Par un mémoire en défense, enregistré le 28 mars 2023, le recteur de l'académie d'Aix-Marseille conclut au rejet de la requête.

Il fait valoir qu'aucun des moyens de la requête n'est fondé.

Un courrier du 9 février 2023 adressé aux parties en application des dispositions de l'article R. 611-11-1 du code de justice administrative, les a informées de la période à laquelle il est envisagé d'appeler l'affaire à l'audience et a indiqué la date à partir de laquelle l'instruction pourra être close dans les conditions prévues par le dernier alinéa de l'article R. 613-1 et le dernier alinéa de l'article R. 613-2.
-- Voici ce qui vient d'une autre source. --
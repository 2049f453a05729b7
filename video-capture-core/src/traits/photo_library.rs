use std::path::Path;

use serde::{Deserialize, Serialize};

use crate::models::error::CaptureError;

/// Runtime authorization to add assets to the photo library.
#[derive(Debug, Clone, Copy, PartialEq, Eq, Hash, Serialize, Deserialize)]
#[serde(rename_all = "camelCase")]
pub enum AuthorizationStatus {
    NotDetermined,
    Restricted,
    Denied,
    Authorized,
}

/// User-visible media library that finalized movies are saved into.
pub trait PhotoLibrary: Send + Sync {
    fn authorization_status(&self) -> AuthorizationStatus;

    /// Prompt for authorization. Blocks until the user answers.
    fn request_authorization(&self) -> AuthorizationStatus;

    /// Create one video asset from the file at `path`.
    fn save_video(&self, path: &Path) -> Result<(), CaptureError>;
}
Par ordonnance du 11 avril 2023, la clôture de l'instruction a été fixée à sa date d'émission en application de l'article R. 613-1 du code de justice administrative.

Vu les autres pièces du dossier.

Vu :

- le code de l'éducation ;

- la loi n° 84-16 du 11 janvier 1984 ;

- le décret n° 72-581 du 4 juillet 1972 ;

- le décret n° 86-83 du 17 janvier 1986 ;

- le code de justice administrative.

Les parties ont été régulièrement averties du jour de l'audience.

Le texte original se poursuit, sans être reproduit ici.